Required work →
The only thing to report is how many lines of the data contain the word "phrases".

Top of Recorded data

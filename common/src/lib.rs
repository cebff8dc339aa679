pub mod board;
pub mod color;
pub mod message;
pub mod webhook;
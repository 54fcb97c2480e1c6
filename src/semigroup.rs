//! Semigroup trait for associative operations
//!
//! A Semigroup is a type with an associative binary operation. Combinators use
//! it to merge what each child predicate reports (its status and its phrase)
//! into one aggregate without caring how many children there are.
//!
//! # Mathematical Properties
//!
//! For a type to be a valid Semigroup, the `combine` operation must be associative:
//! ```text
//! a.combine(b).combine(c) == a.combine(b.combine(c))
//! ```
//!
//! # Examples
//!
//! ```
//! use satisfy::{PredicateStatus, Semigroup};
//!
//! // The most severe status wins
//! let status = PredicateStatus::Matches.combine(PredicateStatus::DoesNotMatch);
//! assert_eq!(status, PredicateStatus::DoesNotMatch);
//!
//! // Phrase lists concatenate in order
//! let phrases = vec!["{equal 1}"].combine(vec!["{be less than 5}"]);
//! assert_eq!(phrases, vec!["{equal 1}", "{be less than 5}"]);
//! ```

/// A type that supports an associative binary operation
///
/// # Laws
///
/// Implementations must satisfy the associativity law:
/// ```text
/// a.combine(b).combine(c) == a.combine(b.combine(c))
/// ```
///
/// `combine` takes `self` by value. Clone first if the originals are still needed.
pub trait Semigroup: Sized {
    /// Combine this value with another value associatively
    ///
    /// # Examples
    ///
    /// ```
    /// use satisfy::Semigroup;
    ///
    /// let v1 = vec![1, 2];
    /// let v2 = vec![3, 4];
    /// assert_eq!(v1.combine(v2), vec![1, 2, 3, 4]);
    /// ```
    fn combine(self, other: Self) -> Self;
}

impl<T> Semigroup for Vec<T> {
    #[inline]
    fn combine(mut self, other: Self) -> Self {
        self.extend(other);
        self
    }
}

impl<A: Semigroup, B: Semigroup> Semigroup for (A, B) {
    #[inline]
    fn combine(self, other: Self) -> Self {
        (self.0.combine(other.0), self.1.combine(other.1))
    }
}
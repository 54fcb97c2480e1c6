//! Predicate prelude for convenient imports
//!
//! # Example
//!
//! ```rust
//! use satisfy::predicate::prelude::*;
//! use satisfy::{Expression, PredicateStatus};
//!
//! let valid_age = be_greater_than(-1).and(be_less_than(151));
//! assert_eq!(valid_age.satisfies(&Expression::value(25)).unwrap().status(), PredicateStatus::Matches);
//! ```

// Core trait
pub use super::combinators::{define, Predicate, PredicateExt};

// Logical combinators
pub use super::combinators::{all_of, any_of, And, BoxedPredicate, Or};

// Leaf predicates
pub use super::basic::{be_greater_than, be_less_than, be_nil, equal, satisfy};
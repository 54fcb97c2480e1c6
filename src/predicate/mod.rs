//! Tri-state predicates and their combinators
//!
//! A predicate inspects a lazily evaluated subject and answers with a
//! [`PredicateResult`](crate::PredicateResult): a [`PredicateStatus`](crate::PredicateStatus)
//! plus a human-readable message. Predicates compose with `all_of`/`any_of`,
//! with `and`/`or`, or with the `&`/`|` operators, and a compound predicate is
//! itself a predicate.
//!
//! # Philosophy
//!
//! - A failed evaluation is not the same as a false condition, so statuses
//!   are tri-state.
//! - Every child of a combinator runs, so a failure message always lists the
//!   whole compound condition, passing parts included.
//! - Propagated failures (`Err`) are never swallowed.
//!
//! # Example
//!
//! ```rust
//! use satisfy::predicate::*;
//! use satisfy::{all_of, Expression, PredicateStatus};
//!
//! let in_range = all_of![be_greater_than(0), be_less_than(10)];
//! let result = in_range.satisfies(&Expression::value(12)).unwrap();
//!
//! assert_eq!(result.status(), PredicateStatus::DoesNotMatch);
//! assert_eq!(
//!     result.message().to_string(),
//!     "expected to match all of: {be greater than <0>}, and {be less than <10>}, got 12"
//! );
//! ```

mod basic;
pub(crate) mod combinators;

pub mod prelude;

// Re-export core trait
pub use combinators::{define, Predicate, PredicateExt};

// Re-export combinator types
pub use combinators::{all_of, any_of, AllOf, And, AnyOf, BoxedPredicate, Or};

// Re-export leaf predicates
pub use basic::{
    be_greater_than, be_less_than, be_nil, equal, satisfy, BeNil, Equal, GreaterThan, LessThan,
    Satisfy,
};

Bottom of Recorded data

Response to the task →
2